== Data under study ==
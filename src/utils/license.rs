use regex::Regex;
use std::sync::LazyLock;

/// `HN` or `CN`, an optional space or hyphen, then an alphanumeric run, as a whole word.
/// Case sensitive.
pub const LICENSE_PATTERN: &str = r"\b(?:HN|CN)[ -]?[A-Za-z0-9]+\b";

pub const LICENSE_NOT_FOUND: &str = "license-not-found";

static LICENSE_RE: LazyLock<Regex> =
    LazyLock::new(|| Regex::new(LICENSE_PATTERN).expect("license pattern is valid"));

/// Returns the first license identifier in document order, if any.
pub fn find_license_number(text: &str) -> Option<&str> {
    LICENSE_RE.find(text).map(|m| m.as_str())
}
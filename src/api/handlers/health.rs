use crate::AppState;
use axum::{Json, extract::State, response::IntoResponse};
use serde::Serialize;
use utoipa::ToSchema;

#[derive(Serialize, ToSchema)]
pub struct HealthResponse {
    pub status: String,
    pub staging: String,
    pub renderer: String,
    pub ocr: String,
    pub version: String,
}

fn readiness(ok: bool) -> String {
    if ok { "ready" } else { "unavailable" }.to_string()
}

#[utoipa::path(
    get,
    path = "/health",
    responses(
        (status = 200, description = "System health status", body = HealthResponse)
    ),
    tag = "system"
)]
pub async fn health_check(State(state): State<AppState>) -> impl IntoResponse {
    let pipeline = &state.pipeline;
    let (staging, renderer, ocr) = tokio::join!(
        pipeline.staging().is_ready(),
        pipeline.renderer().health_check(),
        pipeline.extractor().health_check(),
    );

    Json(HealthResponse {
        status: "ok".to_string(),
        staging: readiness(staging),
        renderer: readiness(renderer),
        ocr: readiness(ocr),
        version: env!("CARGO_PKG_VERSION").to_string(),
    })
}
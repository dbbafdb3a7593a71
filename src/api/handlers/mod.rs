pub mod health;
pub mod license;
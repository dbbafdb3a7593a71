use crate::config::IntakeConfig;
use crate::models::{ArtifactKind, ExtractionResult, StagedArtifact, UploadRequest, ValidationOutcome};
use crate::services::cleanup::ArtifactGuard;
use crate::services::ocr::TextExtractor;
use crate::services::renderer::DocumentRenderer;
use crate::services::staging::StagingArea;
use crate::utils::license::{LICENSE_NOT_FOUND, find_license_number};
use crate::utils::validation::{IntakeError, validate_upload};
use std::path::PathBuf;
use std::sync::Arc;
use std::time::Duration;
use thiserror::Error;
use tracing::{error, info, warn};

#[derive(Debug, Error)]
pub enum PipelineError {
    #[error(transparent)]
    Rejected(#[from] IntakeError),

    #[error("Failed to stage upload: {0}")]
    Staging(#[source] std::io::Error),

    #[error("Document conversion failed: {0}")]
    ConversionFailed(String),

    #[error("Text extraction failed: {0}")]
    OcrFailed(String),
}

impl PipelineError {
    pub fn reason(&self) -> &'static str {
        match self {
            PipelineError::Rejected(e) => e.reason(),
            PipelineError::Staging(_) => "staging-failed",
            PipelineError::ConversionFailed(_) => "conversion-failed",
            PipelineError::OcrFailed(_) => "ocr-failed",
        }
    }
}

/// intake -> stage -> normalize -> extract -> validate, with every staged
/// artifact owned by an [`ArtifactGuard`] for the length of the run.
pub struct LicensePipeline {
    staging: StagingArea,
    renderer: Arc<dyn DocumentRenderer>,
    extractor: Arc<dyn TextExtractor>,
    config: IntakeConfig,
}

impl LicensePipeline {
    pub fn new(
        staging: StagingArea,
        renderer: Arc<dyn DocumentRenderer>,
        extractor: Arc<dyn TextExtractor>,
        config: IntakeConfig,
    ) -> Self {
        Self {
            staging,
            renderer,
            extractor,
            config,
        }
    }

    pub fn staging(&self) -> &StagingArea {
        &self.staging
    }

    pub fn renderer(&self) -> &Arc<dyn DocumentRenderer> {
        &self.renderer
    }

    pub fn extractor(&self) -> &Arc<dyn TextExtractor> {
        &self.extractor
    }

    pub async fn run(&self, upload: UploadRequest) -> Result<ValidationOutcome, PipelineError> {
        // 1. Intake, nothing touches the disk before this passes
        let accepted = validate_upload(
            &upload.original_filename,
            upload.content_type.as_deref(),
            upload.size,
            &upload.bytes,
            self.config.max_file_size,
        )?;

        // 2. Stage
        let staged = self
            .staging
            .stage(&self.config.upload_field, &accepted, &upload.bytes)
            .await
            .map_err(|e| {
                error!("Staging failed for {}: {}", accepted.filename, e);
                PipelineError::Staging(e)
            })?;
        let storage_key = staged.storage_key.clone();

        let mut guard = ArtifactGuard::new();
        guard.track(staged);

        let result = self.process(&mut guard).await;

        match &result {
            Ok(ValidationOutcome::Matched { identifier, .. }) => {
                info!("{}: license {} accepted", storage_key, identifier);
            }
            Ok(ValidationOutcome::NotMatched { reason }) => {
                info!("{}: rejected ({})", storage_key, reason);
            }
            Err(e) => error!("{}: {} ({})", storage_key, e, e.reason()),
        }

        // Whatever the guard still tracks is not part of the result
        guard.release().await;
        result
    }

    async fn process(&self, guard: &mut ArtifactGuard) -> Result<ValidationOutcome, PipelineError> {
        // 3. Normalize
        let image = self.normalize(guard).await?;

        // 4. Extract
        let extraction = self.extract(&image).await?;

        // 5. Validate
        match find_license_number(&extraction.text) {
            Some(identifier) => {
                let identifier = identifier.to_string();
                let retained = guard
                    .retain_raster()
                    .map(|artifact| artifact.path)
                    .unwrap_or(image);
                Ok(ValidationOutcome::Matched {
                    identifier,
                    retained_artifact_path: retained,
                })
            }
            None => Ok(ValidationOutcome::NotMatched {
                reason: LICENSE_NOT_FOUND.to_string(),
            }),
        }
    }

    /// Produces the raster image to OCR. Raster uploads pass straight through.
    async fn normalize(&self, guard: &mut ArtifactGuard) -> Result<PathBuf, PipelineError> {
        if let Some(raster) = guard.raster() {
            return Ok(raster.path.clone());
        }

        let source = guard
            .source()
            .cloned()
            .ok_or_else(|| PipelineError::ConversionFailed("nothing staged".to_string()))?;
        debug_assert_eq!(source.kind, ArtifactKind::SourceDocument);

        let rendered = with_timeout(
            self.config.render_timeout(),
            self.renderer.render_first_page(&source.path),
        )
        .await;

        let rendered = match rendered {
            Ok(path) => path,
            Err(reason) => {
                // A killed or failed render can leave a partial image behind
                let partial = StagingArea::rendered_path(&source.path);
                if partial != source.path {
                    match tokio::fs::remove_file(&partial).await {
                        Ok(()) => {}
                        Err(e) if e.kind() == std::io::ErrorKind::NotFound => {}
                        Err(e) => warn!(
                            "Failed to remove partial render {}: {}",
                            partial.display(),
                            e
                        ),
                    }
                }
                return Err(PipelineError::ConversionFailed(reason));
            }
        };

        guard.track(StagedArtifact::rendered_from(&source, rendered.clone()));
        // The document is not needed past this point
        guard.discard_source().await;

        Ok(rendered)
    }

    async fn extract(&self, image: &std::path::Path) -> Result<ExtractionResult, PipelineError> {
        let extraction = with_timeout(self.config.ocr_timeout(), self.extractor.extract_text(image))
            .await
            .map_err(PipelineError::OcrFailed)?;

        for line in &extraction.log_lines {
            tracing::debug!(target: "ocr", "{}", line);
        }
        Ok(extraction)
    }
}

/// Bounds an engine call; a timeout is reported like any other engine failure.
async fn with_timeout<T>(
    limit: Duration,
    call: impl std::future::Future<Output = anyhow::Result<T>>,
) -> Result<T, String> {
    match tokio::time::timeout(limit, call).await {
        Ok(Ok(value)) => Ok(value),
        Ok(Err(e)) => Err(e.to_string()),
        Err(_) => {
            warn!("Engine call timed out after {:?}", limit);
            Err(format!("timed out after {} seconds", limit.as_secs()))
        }
    }
}
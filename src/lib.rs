pub mod api;
pub mod config;
pub mod infrastructure;
pub mod models;
pub mod services;
pub mod utils;

use crate::config::IntakeConfig;
use crate::services::pipeline::LicensePipeline;
use axum::{
    Router,
    http::HeaderValue,
    middleware::from_fn,
    routing::{get, post},
};
use std::sync::Arc;
use tower_http::cors::{Any, CorsLayer};
use utoipa::OpenApi;
use utoipa_swagger_ui::SwaggerUi;

/// Multipart framing allowance on top of the document ceiling
const MULTIPART_OVERHEAD: usize = 1024 * 1024;

#[derive(OpenApi)]
#[openapi(
    paths(
        api::handlers::license::upload_license,
        api::handlers::health::health_check,
    ),
    components(
        schemas(
            api::handlers::license::LicenseUploadForm,
            api::handlers::license::LicenseUploadResponse,
            api::handlers::license::MessageResponse,
            api::handlers::health::HealthResponse,
        )
    ),
    tags(
        (name = "license", description = "License document intake"),
        (name = "system", description = "Service health")
    )
)]
pub struct ApiDoc;

#[derive(Clone)]
pub struct AppState {
    pub pipeline: Arc<LicensePipeline>,
    pub config: IntakeConfig,
}

pub fn create_app(state: AppState) -> Router {
    let origins: Vec<HeaderValue> = state
        .config
        .allowed_origins
        .iter()
        .filter_map(|o| HeaderValue::from_str(o).ok())
        .collect();

    Router::new()
        .merge(SwaggerUi::new("/swagger-ui").url("/api-docs/openapi.json", ApiDoc::openapi()))
        .route("/health", get(api::handlers::health::health_check))
        .route(
            "/license/upload",
            post(api::handlers::license::upload_license),
        )
        .layer(from_fn(api::middleware::metrics::metrics_middleware))
        .layer(from_fn(api::middleware::request_id::request_id_middleware))
        .layer(
            CorsLayer::new()
                .allow_origin(origins)
                .allow_methods(Any)
                .allow_headers(Any),
        )
        .layer(axum::extract::DefaultBodyLimit::max(
            state.config.max_file_size + MULTIPART_OVERHEAD,
        ))
        .with_state(state)
}
use crate::models::LicenseFormat;
use std::path::Path;
use thiserror::Error;

/// Extensions accepted for license documents
pub const ALLOWED_EXTENSIONS: &[&str] = &["jpeg", "jpg", "png", "pdf"];

#[derive(Debug, Clone, Error, PartialEq, Eq)]
pub enum IntakeError {
    #[error("Unsupported file format: {0}")]
    UnsupportedFormat(String),

    #[error("File size {size} bytes exceeds maximum allowed {max} bytes ({} MB)", .max / 1024 / 1024)]
    TooLarge { size: usize, max: usize },
}

impl IntakeError {
    pub fn reason(&self) -> &'static str {
        match self {
            IntakeError::UnsupportedFormat(_) => "unsupported-format",
            IntakeError::TooLarge { .. } => "too-large",
        }
    }
}

/// Result of a successful intake check
#[derive(Debug, Clone, PartialEq, Eq)]
pub struct AcceptedUpload {
    pub filename: String,
    /// Lower-cased original extension, kept for the storage key
    pub extension: String,
    pub format: LicenseFormat,
}

/// Validates file size against maximum limit
pub fn validate_file_size(size: usize, max_size: usize) -> Result<(), IntakeError> {
    if size > max_size {
        return Err(IntakeError::TooLarge {
            size,
            max: max_size,
        });
    }
    Ok(())
}

fn format_for_extension(extension: &str) -> Option<LicenseFormat> {
    match extension {
        "jpeg" | "jpg" => Some(LicenseFormat::Jpeg),
        "png" => Some(LicenseFormat::Png),
        "pdf" => Some(LicenseFormat::Pdf),
        _ => None,
    }
}

fn format_for_mime(content_type: &str) -> Option<LicenseFormat> {
    let normalized = content_type
        .split(';')
        .next()
        .unwrap_or("")
        .trim()
        .to_lowercase();

    let parsed: mime::Mime = normalized.parse().ok()?;
    match (parsed.type_().as_str(), parsed.subtype().as_str()) {
        ("image", "jpeg" | "jpg") => Some(LicenseFormat::Jpeg),
        ("image", "png") => Some(LicenseFormat::Png),
        ("application", "pdf") => Some(LicenseFormat::Pdf),
        _ => None,
    }
}

/// Sanitizes filename to prevent path traversal and injection attacks
pub fn sanitize_filename(filename: &str) -> Result<String, IntakeError> {
    // Backslashes are not separators on unix, normalize them first
    let unified = filename.replace('\\', "/");
    let name = Path::new(&unified)
        .file_name()
        .and_then(|n| n.to_str())
        .unwrap_or("");

    if name.is_empty() {
        return Err(IntakeError::UnsupportedFormat(
            "Filename cannot be empty".to_string(),
        ));
    }

    if filename.contains("..") || filename.contains('/') || filename.contains('\\') {
        tracing::warn!("Path traversal attempt detected: {}", filename);
    }

    let sanitized: String = name
        .chars()
        .map(|c| {
            if c.is_control() || matches!(c, ':' | '*' | '?' | '"' | '<' | '>' | '|' | ';') {
                '_'
            } else {
                c
            }
        })
        .collect();

    let sanitized = if sanitized.len() > 255 {
        let mut end = 255;
        while !sanitized.is_char_boundary(end) {
            end -= 1;
        }
        sanitized[..end].to_string()
    } else {
        sanitized
    };

    if sanitized.starts_with('.') {
        return Err(IntakeError::UnsupportedFormat(
            "Hidden files (starting with '.') are not allowed".to_string(),
        ));
    }

    Ok(sanitized)
}

/// Checks the declared name and content type. Runs before any byte is read.
///
/// Extension and content type are checked independently against the allowed
/// set and must then name the same format.
pub fn validate_declared(
    filename: &str,
    content_type: Option<&str>,
) -> Result<AcceptedUpload, IntakeError> {
    let filename = sanitize_filename(filename)?;

    let extension = Path::new(&filename)
        .extension()
        .and_then(|e| e.to_str())
        .map(|e| e.to_lowercase())
        .unwrap_or_default();

    let by_extension = format_for_extension(&extension).ok_or_else(|| {
        IntakeError::UnsupportedFormat(format!(
            "File extension '.{}' is not allowed. Allowed: {}",
            extension,
            ALLOWED_EXTENSIONS.join(", ")
        ))
    })?;

    let declared = content_type.unwrap_or("application/octet-stream");
    let by_mime = format_for_mime(declared).ok_or_else(|| {
        IntakeError::UnsupportedFormat(format!("MIME type '{}' is not allowed", declared))
    })?;

    if by_extension != by_mime {
        return Err(IntakeError::UnsupportedFormat(format!(
            "File extension '.{}' does not match declared type '{}'",
            extension, declared
        )));
    }

    Ok(AcceptedUpload {
        filename,
        extension,
        format: by_extension,
    })
}

/// Checks magic bytes to verify the actual content matches the declared format.
/// Unrecognised signatures are let through; the engines judge those later.
pub fn verify_magic_bytes(header: &[u8], format: LicenseFormat) -> Result<(), IntakeError> {
    if header.is_empty() {
        return Err(IntakeError::UnsupportedFormat(
            "File appears to be empty".to_string(),
        ));
    }

    let Some(kind) = infer::get(header) else {
        tracing::debug!(
            "No magic bytes match for declared type '{}', allowing anyway",
            format.mime_type()
        );
        return Ok(());
    };

    if format_for_mime(kind.mime_type()) == Some(format) {
        return Ok(());
    }

    Err(IntakeError::UnsupportedFormat(format!(
        "File content looks like '{}' but was declared as '{}'",
        kind.mime_type(),
        format.mime_type()
    )))
}

/// Full intake check for a buffered upload. Nothing may be staged unless this passes.
pub fn validate_upload(
    filename: &str,
    content_type: Option<&str>,
    size: usize,
    header: &[u8],
    max_size: usize,
) -> Result<AcceptedUpload, IntakeError> {
    // 1. Name and declared type
    let accepted = validate_declared(filename, content_type)?;

    // 2. Size check
    validate_file_size(size, max_size)?;

    // 3. Magic bytes verification
    verify_magic_bytes(header, accepted.format)?;

    Ok(accepted)
}
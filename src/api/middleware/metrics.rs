use super::request_id::REQUEST_ID_HEADER;
use axum::{extract::Request, middleware::Next, response::Response};
use std::time::Instant;
use tracing::info;

pub async fn metrics_middleware(req: Request, next: Next) -> Response {
    let start = Instant::now();
    let method = req.method().clone();
    let uri = req.uri().clone();
    let request_id = req
        .headers()
        .get(REQUEST_ID_HEADER)
        .and_then(|v| v.to_str().ok())
        .unwrap_or("unknown")
        .to_string();

    let response = next.run(req).await;

    info!(
        target: "metrics",
        method = %method,
        uri = %uri,
        request_id = %request_id,
        status = %response.status().as_u16(),
        latency_ms = %start.elapsed().as_millis(),
        "request_completed"
    );

    response
}
pub mod cleanup;
pub mod ocr;
pub mod pipeline;
pub mod renderer;
pub mod staging;
pub mod worker;
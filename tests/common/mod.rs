#![allow(dead_code)]

use anyhow::anyhow;
use async_trait::async_trait;
use credential_intake::config::IntakeConfig;
use credential_intake::models::ExtractionResult;
use credential_intake::services::ocr::TextExtractor;
use credential_intake::services::pipeline::LicensePipeline;
use credential_intake::services::renderer::DocumentRenderer;
use credential_intake::services::staging::StagingArea;
use std::io::Cursor;
use std::path::{Path, PathBuf};
use std::sync::Arc;
use std::sync::Mutex;
use std::sync::atomic::{AtomicUsize, Ordering};
use std::time::Duration;

pub const PDF_BYTES: &[u8] = b"%PDF-1.4\n1 0 obj\n<< /Type /Catalog >>\nendobj\ntrailer\n<< /Root 1 0 R >>\n%%EOF\n";

/// A small but real PNG so magic byte sniffing recognises it
pub fn png_bytes(seed: u8) -> Vec<u8> {
    let img = image::RgbImage::from_pixel(2, 2, image::Rgb([seed, seed, seed]));
    let mut out = Cursor::new(Vec::new());
    image::DynamicImage::ImageRgb8(img)
        .write_to(&mut out, image::ImageOutputFormat::Png)
        .unwrap();
    out.into_inner()
}

/// Writes a PNG where pdftocairo would, without needing poppler.
#[derive(Default)]
pub struct FakeRenderer {
    pub calls: AtomicUsize,
}

#[async_trait]
impl DocumentRenderer for FakeRenderer {
    async fn render_first_page(&self, source: &Path) -> anyhow::Result<PathBuf> {
        self.calls.fetch_add(1, Ordering::SeqCst);
        let output = StagingArea::rendered_path(source);
        tokio::fs::write(&output, png_bytes(7)).await?;
        Ok(output)
    }

    async fn health_check(&self) -> bool {
        true
    }
}

pub struct FailingRenderer;

#[async_trait]
impl DocumentRenderer for FailingRenderer {
    async fn render_first_page(&self, _source: &Path) -> anyhow::Result<PathBuf> {
        Err(anyhow!("corrupt document"))
    }

    async fn health_check(&self) -> bool {
        false
    }
}

pub struct HangingRenderer;

#[async_trait]
impl DocumentRenderer for HangingRenderer {
    async fn render_first_page(&self, source: &Path) -> anyhow::Result<PathBuf> {
        // Leave a partial image behind, as a killed pdftocairo might
        tokio::fs::write(StagingArea::rendered_path(source), b"\x89PNG").await?;
        tokio::time::sleep(Duration::from_secs(60)).await;
        Ok(StagingArea::rendered_path(source))
    }

    async fn health_check(&self) -> bool {
        true
    }
}

/// What the OCR engine saw when it was called
#[derive(Debug, Clone)]
pub struct OcrCall {
    pub image: PathBuf,
    pub image_existed: bool,
    /// Names of every file in the staging directory at call time
    pub staged_files: Vec<String>,
}

/// Returns canned text and records each call.
pub struct FakeOcr {
    text: String,
    pub calls: Mutex<Vec<OcrCall>>,
}

impl FakeOcr {
    pub fn returning(text: &str) -> Self {
        Self {
            text: text.to_string(),
            calls: Mutex::new(Vec::new()),
        }
    }

    pub fn calls(&self) -> Vec<OcrCall> {
        self.calls.lock().unwrap().clone()
    }
}

#[async_trait]
impl TextExtractor for FakeOcr {
    async fn extract_text(&self, image: &Path) -> anyhow::Result<ExtractionResult> {
        let dir = image.parent().map(Path::to_path_buf).unwrap_or_default();
        self.calls.lock().unwrap().push(OcrCall {
            image: image.to_path_buf(),
            image_existed: image.exists(),
            staged_files: file_names(&dir),
        });
        Ok(ExtractionResult {
            text: self.text.clone(),
            log_lines: vec!["Tesseract Open Source OCR Engine".to_string()],
        })
    }

    async fn health_check(&self) -> bool {
        true
    }
}

pub struct FailingOcr;

#[async_trait]
impl TextExtractor for FailingOcr {
    async fn extract_text(&self, _image: &Path) -> anyhow::Result<ExtractionResult> {
        Err(anyhow!("engine crashed"))
    }

    async fn health_check(&self) -> bool {
        false
    }
}

pub struct HangingOcr;

#[async_trait]
impl TextExtractor for HangingOcr {
    async fn extract_text(&self, _image: &Path) -> anyhow::Result<ExtractionResult> {
        tokio::time::sleep(Duration::from_secs(60)).await;
        Ok(ExtractionResult::default())
    }

    async fn health_check(&self) -> bool {
        true
    }
}

pub fn test_config(staging_dir: &Path) -> IntakeConfig {
    IntakeConfig {
        staging_dir: staging_dir.to_path_buf(),
        ..IntakeConfig::default()
    }
}

pub fn build_pipeline(
    config: &IntakeConfig,
    renderer: Arc<dyn DocumentRenderer>,
    extractor: Arc<dyn TextExtractor>,
) -> Arc<LicensePipeline> {
    Arc::new(LicensePipeline::new(
        StagingArea::new(config.staging_dir.clone()),
        renderer,
        extractor,
        config.clone(),
    ))
}

/// Sorted file names in `dir`; empty when the directory does not exist.
pub fn file_names(dir: &Path) -> Vec<String> {
    let mut names: Vec<String> = std::fs::read_dir(dir)
        .map(|entries| {
            entries
                .filter_map(|e| e.ok())
                .map(|e| e.file_name().to_string_lossy().into_owned())
                .collect()
        })
        .unwrap_or_default();
    names.sort();
    names
}
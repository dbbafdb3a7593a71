pub mod license;
pub mod process;
pub mod validation;
use crate::services::staging::StagingArea;
use crate::utils::process::probe_version;
use anyhow::{Result, anyhow};
use std::path::{Path, PathBuf};
use std::process::Stdio;
use tokio::process::Command;
use tracing::{debug, error, info};

/// Turns the first page of a multi-page document into a raster image.
#[async_trait::async_trait]
pub trait DocumentRenderer: Send + Sync {
    /// Renders page one of `source` next to it and returns the image path.
    async fn render_first_page(&self, source: &Path) -> Result<PathBuf>;

    /// Check if the renderer is available
    async fn health_check(&self) -> bool;
}

/// Poppler based renderer.
///
/// Runs `pdftocairo -png -singlefile -f 1 -l 1 -r <dpi> <source> <stem>`,
/// which writes `<stem>.png`.
pub struct PdftocairoRenderer {
    command: String,
    dpi: u32,
}

impl PdftocairoRenderer {
    pub fn new(command: impl Into<String>, dpi: u32) -> Self {
        Self {
            command: command.into(),
            dpi,
        }
    }
}

#[async_trait::async_trait]
impl DocumentRenderer for PdftocairoRenderer {
    async fn render_first_page(&self, source: &Path) -> Result<PathBuf> {
        inspect_pdf(source).await?;

        let output_path = StagingArea::rendered_path(source);
        let output_root = output_path.with_extension("");

        let output = Command::new(&self.command)
            .arg("-png")
            .arg("-singlefile")
            .arg("-f")
            .arg("1")
            .arg("-l")
            .arg("1")
            .arg("-r")
            .arg(self.dpi.to_string())
            .arg(source.as_os_str())
            .arg(output_root.as_os_str())
            .stdin(Stdio::null())
            .kill_on_drop(true)
            .output()
            .await
            .map_err(|e| anyhow!("failed to launch {}: {}", self.command, e))?;

        if !output.status.success() {
            let err_msg = String::from_utf8_lossy(&output.stderr);
            error!("pdftocairo failed: {}", err_msg);
            // pdftocairo may leave a truncated image behind
            let _ = tokio::fs::remove_file(&output_path).await;
            return Err(anyhow!("pdftocairo failed: {}", err_msg.trim()));
        }

        verify_raster(&output_path).await?;
        Ok(output_path)
    }

    async fn health_check(&self) -> bool {
        probe_version(&self.command, "-v").await
    }
}

/// Pre-flight look at the PDF structure. Encrypted documents cannot be
/// rendered without a password and fail here; parse errors are left for the
/// renderer to judge since poppler is more lenient than lopdf.
async fn inspect_pdf(source: &Path) -> Result<()> {
    let path = source.to_path_buf();
    let loaded = tokio::task::spawn_blocking(move || lopdf::Document::load(&path))
        .await
        .map_err(|e| anyhow!("PDF inspection task failed: {}", e))?;

    match loaded {
        Ok(doc) => {
            if doc.is_encrypted() {
                return Err(anyhow!("document is password protected"));
            }
            let pages = doc.get_pages().len();
            if pages == 0 {
                return Err(anyhow!("document has no pages"));
            }
            debug!("{} has {} page(s), rendering page 1", source.display(), pages);
        }
        Err(e) => {
            let err_msg = e.to_string().to_lowercase();
            if err_msg.contains("password") || err_msg.contains("encrypted") {
                return Err(anyhow!("document is password protected"));
            }
            debug!("lopdf could not parse {}: {}", source.display(), e);
        }
    }
    Ok(())
}

/// The rendered output must exist and decode as an image.
async fn verify_raster(path: &Path) -> Result<()> {
    let probe = path.to_path_buf();
    let dimensions = tokio::task::spawn_blocking(move || image::image_dimensions(&probe))
        .await
        .map_err(|e| anyhow!("image probe task failed: {}", e))?
        .map_err(|e| anyhow!("renderer produced no readable image: {}", e))?;

    info!(
        "Rendered {} ({}x{})",
        path.display(),
        dimensions.0,
        dimensions.1
    );
    Ok(())
}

== Work to be completed ==
I need every line of the material that includes "application", so please copy them out.

== Result below ==
        ("application", "pdf") => Some(LicenseFormat::Pdf),
    let declared = content_type.unwrap_or("application/octet-stream");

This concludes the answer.